(ENTRIES SHOWN begins)
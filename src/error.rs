// src/error.rs
//
// Error type shared by the HTTP-backed API clients (log fetch and zone lookup).

use reqwest::header::InvalidHeaderValue;
use thiserror::Error;

/// Failures talking to the remote API.
#[derive(Debug, Error)]
pub enum ApiError {
    /// Credential strings that cannot be sent as HTTP header values.
    #[error("invalid credentials: {0}")]
    InvalidCredentials(#[from] InvalidHeaderValue),

    #[error("failed to build HTTP client: {0}")]
    Transport(#[source] reqwest::Error),

    #[error("request to {url} failed: {source}")]
    Request {
        url: String,
        #[source]
        source: reqwest::Error,
    },

    #[error("HTTP status {status} from {url}: {body}")]
    Status { status: u16, url: String, body: String },

    #[error("cannot build request URL from {url}: {reason}")]
    InvalidUrl { url: String, reason: String },

    #[error("unexpected response from {url}: {reason}")]
    Decode { url: String, reason: String },

    #[error("zone '{0}' could not be found")]
    ZoneNotFound(String),

    #[error("failed to write logs to output: {0:#}")]
    Output(anyhow::Error),
}

impl ApiError {
    /// HTTP status carried by the error, if the server answered at all.
    pub fn status(&self) -> Option<u16> {
        match self {
            ApiError::Status { status, .. } => Some(*status),
            ApiError::Request { source, .. } => source.status().map(|s| s.as_u16()),
            _ => None,
        }
    }
}

#[cfg(test)]
mod tests {
    use super::*;

    #[test]
    fn test_status_error_display() {
        let err = ApiError::Status {
            status: 403,
            url: "https://api.example/zones".into(),
            body: "forbidden".into(),
        };
        assert_eq!(err.status(), Some(403));
        assert_eq!(
            err.to_string(),
            "HTTP status 403 from https://api.example/zones: forbidden"
        );
    }

    #[test]
    fn test_invalid_header_value_converts() {
        let bad = reqwest::header::HeaderValue::from_str("line\nbreak").unwrap_err();
        let err: ApiError = bad.into();
        assert!(err.to_string().starts_with("invalid credentials"));
        assert_eq!(err.status(), None);
    }

    #[test]
    fn test_output_error_keeps_context_chain() {
        let inner = anyhow::anyhow!("disk full").context("GCS chunk upload failed");
        let err = ApiError::Output(inner);
        assert_eq!(
            err.to_string(),
            "failed to write logs to output: GCS chunk upload failed: disk full"
        );
    }
}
(ENTRIES SHOWN ends)
▸ TASK DIRECTIONS
Please report how many lines in the records contain the string "Some", and write nothing besides that number.

▸ SOLUTION
2